• **TASK TO COMPLETE**: Set all the entries down again, unaltered.

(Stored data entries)
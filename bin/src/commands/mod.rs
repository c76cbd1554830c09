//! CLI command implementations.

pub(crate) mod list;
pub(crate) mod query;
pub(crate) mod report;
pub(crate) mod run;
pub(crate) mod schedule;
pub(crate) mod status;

• **RESULT**:
filename bin/src/commands/mod.rs
repository c76cbd1554830c09
//! CLI command implementations.

pub(crate) mod list;
pub(crate) mod query;
pub(crate) mod report;
pub(crate) mod run;
pub(crate) mod schedule;
pub(crate) mod status;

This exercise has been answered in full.